Почему-то семья, которая приютила Нильса, казалась мне похожей на героев книжки Марселя Райх-Раницкого «Моя жизнь». Был такой знаменитый немецкий литературный критик, еврей, который во время оккупации убежал с женой из Варшавского гетто — и нашел убежище у поляков, которые укрывали его чуть ли не до самого конца войны. Райх-Раницкий рассказывает, как относились к нему те поляки: заставляли работать, боялись каждую секунду, что из-за него их арестуют и расстреляют, грубые, полные предрассудков люди. Но немцам беглого еврея с женой они не сдали. Спасли две жизни. И он был благодарен этим полякам до самой смерти.
Ну вот примерно так я их представлял. Нильсу у них было хорошо. Но не для того ведь он в лилипута превратился и на гуся залез, чтобы перелететь через границу и так и прожить до смерти батраком на чужом хлебе. Нет, Нильс хотел забраться ещё дальше. Туда, где никто из его родни ещё не бывал.
На Запад.
Я сел у фонтана, лицом к театру. Пакет прислонился к скамье, как будто щекой прижался. Купаловский дразнил своим парижском видом. Театры всегда похожи на торты — а самый большой торт в Минске, это, конечно, оперный. Ба-альшой торт оперы и балета. Бисквит на бис.

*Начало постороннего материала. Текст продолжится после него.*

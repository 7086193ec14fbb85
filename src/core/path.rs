//! Splitting a starting directory into `(volume, components)` and back, and
//! deciding the effective case sensitivity for the current platform.

use std::path::{Path, PathBuf};

/// Splits `path` into an optional volume/drive prefix and an ordered list of
/// path components, dropping empty segments produced by repeated
/// separators.
pub fn split(path: &Path) -> (String, Vec<String>) {
    let path_str = path.to_string_lossy();
    let (volume, rest) = split_volume(&path_str);

    let components = rest
        .split(['/', '\\'])
        .filter(|c| !c.is_empty())
        .map(|c| c.to_string())
        .collect();

    (volume, components)
}

#[cfg(windows)]
fn split_volume(path: &str) -> (String, &str) {
    // UNC prefix, e.g. \\server\share\rest
    if let Some(rest) = path.strip_prefix(r"\\") {
        if let Some(idx) = rest.find(['/', '\\']) {
            if let Some(idx2) = rest[idx + 1..].find(['/', '\\']) {
                let end = idx + 1 + idx2;
                return (format!(r"\\{}", &rest[..end]), &rest[end..]);
            }
        }
        return (format!(r"\\{}", rest), "");
    }
    // Drive letter, e.g. C:\rest
    let bytes = path.as_bytes();
    if bytes.len() >= 2 && bytes[1] == b':' {
        let drive = &path[..2];
        return (drive.to_string(), &path[2..]);
    }
    (String::new(), path)
}

#[cfg(not(windows))]
fn split_volume(path: &str) -> (String, &str) {
    (String::new(), path)
}

/// Inverse of [`split`]. The result terminates with a path separator only
/// when it names the root directory.
pub fn join(volume: &str, components: &[String]) -> PathBuf {
    let sep = std::path::MAIN_SEPARATOR;
    if components.is_empty() {
        return PathBuf::from(format!("{volume}{sep}"));
    }
    let mut s = format!("{volume}{sep}");
    s.push_str(&components.join(&sep.to_string()));
    PathBuf::from(s)
}

/// True iff `components` (as returned by [`split`]) names the root directory.
pub fn is_root(components: &[String]) -> bool {
    components.is_empty()
}

/// `request` on POSIX-like systems; always `false` on Windows-like systems,
/// where the filesystem is case-insensitive regardless of what the caller
/// asked for.
pub fn effective_case_sensitive(request: bool) -> bool {
    if cfg!(windows) { false } else { request }
}

#[cfg(test)]
mod tests {
    use super::*;

    #[test]
    fn split_posix_path() {
        let (volume, components) = split(Path::new("/a/b/c"));
        assert_eq!(volume, "");
        assert_eq!(components, vec!["a", "b", "c"]);
    }

    #[test]
    fn split_collapses_repeated_separators() {
        let (_, components) = split(Path::new("/a//b///c"));
        assert_eq!(components, vec!["a", "b", "c"]);
    }

    #[test]
    fn is_root_for_empty_components() {
        assert!(is_root(&[]));
        assert!(!is_root(&["a".to_string()]));
    }

    #[test]
    fn join_is_inverse_of_split() {
        let components = vec!["a".to_string(), "b".to_string()];
        let joined = join("", &components);
        let (_, back) = split(&joined);
        assert_eq!(back, components);
    }

    #[test]
    fn effective_case_sensitive_honors_request_on_posix() {
        if cfg!(not(windows)) {
            assert!(effective_case_sensitive(true));
            assert!(!effective_case_sensitive(false));
        }
    }
}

Купаловский не ба-а-льшой, он маленький. И за это я был ему благодарен. Я вообще всегда был благодарен в этом городе всему маленькому, мелкому, незаметному, неброскому. Театр не должен быть больше самого себя. Купаловский — соизмерим: и своему масштабу, и своим амбициям. Гигантомания здесь была бы некстати. В Купаловском не так давно открылась «Аустерия» — с террасой, на которой вечером иногда танцуют вальс. Вечером, когда солнце садится в такси и уезжает куда-то на юго-запад, на проспект Жукова. Теперь терраса была пуста — только какие-то жрецы Мельпомены пили кофе, прижавшись к стене, подальше от солнца. Что бы они сказали, если б я сейчас пустился вальсировать прямо перед ними, обняв свой пакет за целлофановую талию?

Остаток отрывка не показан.